Re-posted 13 days ago


Job description

Job Summary:
Ascentt is building cutting-edge data analytics & AI/ML solutions for global automotive and manufacturing leaders. We are seeking a skilled Sr. Principal Data Scientist / Machine Learning Engineer to lead high-impact AI/ML projects, leveraging deep data science expertise to drive business value and client satisfaction.
Responsibilities:
• Serve as a primary technical expert and thought leader in Data Science and Machine Learning.
• Define and drive the technical strategy for AI/ML initiatives, identifying high-value opportunities for optimization, predictive analytics, and process improvement across diverse use cases.
• Architect and oversee the development of robust, scalable, and production-ready DS/ML models and solutions.
• Stay at the forefront of the latest advancements in DS/ML, especially those applicable to various industries and large-scale data problems.
• Lead end-to-end DS/ML projects, including requirements gathering, data exploration, model development, validation, deployment, and monitoring.
• Define project scope, timelines, and deliverables, ensuring successful execution within budget and schedule constraints.
• Mentor and guide junior and mid-level data scientists and ML engineers, fostering a culture of technical excellence and continuous learning.
• Drive MLOps best practices for reliable and efficient model deployment and lifecycle management.
• Act as a trusted advisor to clients and internal stakeholders, understanding their business challenges and translating them into solvable DS/ML problems.
• Effectively communicate complex analytical findings, model performance, and business recommendations to both technical and non-technical audiences.
• Manage client expectations, present progress reports, and ensure stakeholder satisfaction.
• Facilitate workshops and discovery sessions to identify new opportunities for AI/ML adoption.
• Lead the identification, prioritization, and execution of complex AI/ML use cases that drive significant business impact.
• Apply deep analytical skills to dissect complex problems, derive actionable insights from data, and design innovative solutions.

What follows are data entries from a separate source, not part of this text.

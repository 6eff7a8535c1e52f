//! Device address resolution
//!
//! Turns the loose `customData` the platform hands us into a concrete
//! `hostname:port`. Missing or falsy values fall back to the defaults the
//! firmware advertises over mDNS.

use serde::Serialize;
use serde_json::Value;

use super::CustomData;

/// Identity used when a request does not name a device
pub const DEFAULT_DEVICE_ID: &str = "sea.sea";

/// Hostname the sensor advertises over mDNS
pub const DEFAULT_HOSTNAME: &str = "sea.local";

/// Port of the sensor's embedded HTTP server
pub const DEFAULT_PORT: u16 = 80;

/// Concrete network location of a device
#[derive(Debug, Clone, PartialEq, Eq, Serialize)]
pub struct ResolvedAddress {
    pub device_id: String,
    pub hostname: String,
    pub port: u16,
}

impl ResolvedAddress {
    /// Plaintext URL for a path on this device
    ///
    /// IPv6 literals are bracketed.
    #[must_use]
    pub fn url(&self, path: &str) -> String {
        if self.hostname.contains(':') && !self.hostname.starts_with('[') {
            format!("http://[{}]:{}{path}", self.hostname, self.port)
        } else {
            format!("http://{}:{}{path}", self.hostname, self.port)
        }
    }
}

/// Resolve a device's address from its id and optional metadata
///
/// Never fails. An empty id maps to [`DEFAULT_DEVICE_ID`], a missing or empty
/// or non-string hostname to [`DEFAULT_HOSTNAME`], and a missing or falsy port (`0`, `""`,
/// `null`, `false`) to [`DEFAULT_PORT`].
#[must_use]
pub fn resolve(device_id: &str, metadata: Option<&CustomData>) -> ResolvedAddress {
    let device_id = if device_id.is_empty() {
        DEFAULT_DEVICE_ID
    } else {
        device_id
    };

    let hostname = metadata
        .and_then(CustomData::hostname)
        .unwrap_or(DEFAULT_HOSTNAME);

    let port = metadata
        .and_then(|m| m.port.as_ref())
        .and_then(port_from_value)
        .unwrap_or(DEFAULT_PORT);

    ResolvedAddress {
        device_id: device_id.to_string(),
        hostname: hostname.to_string(),
        port,
    }
}

/// Truthy port values only; anything unusable is treated as absent
fn port_from_value(value: &Value) -> Option<u16> {
    let port = match value {
        Value::Number(n) => n.as_u64()?,
        Value::String(s) => s.trim().parse().ok()?,
        _ => return None,
    };
    u16::try_from(port).ok().filter(|p| *p != 0)
}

• Develop and implement models for:
• Predictive Analytics: Forecasting, risk assessment, and anomaly detection.
• Optimization: Improving efficiency, resource allocation, and decision-making.
• Pattern Recognition: Identifying trends, segments, and relationships within large datasets.
• Automation: Leveraging ML for intelligent process automation and enhanced operational efficiency.
Qualifications:
Required:
• Master's or Ph.D. in Data Science, Machine Learning, Computer Science, Engineering, Operations Research, Statistics, or a related quantitative field.
• 8+ years of progressive experience in Data Science and Machine Learning roles, with at least 3-5 years in a leadership or principal-level capacity.
• Demonstrated experience leading multiple end-to-end DS/ML projects successfully from concept to production.
• Proven track record of managing client interactions, presenting technical solutions, and influencing strategic decisions.
• Expertise in Python programming (NumPy, Pandas, Scikit-learn, Keras/TensorFlow/PyTorch).
• Strong understanding of statistical modeling, experimental design, and hypothesis testing.
• Experience with cloud platforms (AWS, Azure, GCP) and MLOps principles.
• Excellent communication, interpersonal, and presentation skills.
Preferred:
• Experience with real-time data processing and streaming analytics.
• Knowledge of various industry verticals and their unique data challenges (e.g., finance, healthcare, retail, logistics, manufacturing).
• Experience with large-scale data architectures (e.g., data lakes, data warehouses, distributed computing).
• Publications or presentations in relevant fields.
Company:
Ascentt is an AI, ML and Data Science solutions provider serving enterprise customers. Founded in 2007, the company is headquartered in Plano, USA, with a team of 201-500 employees. The company is currently Growth Stage.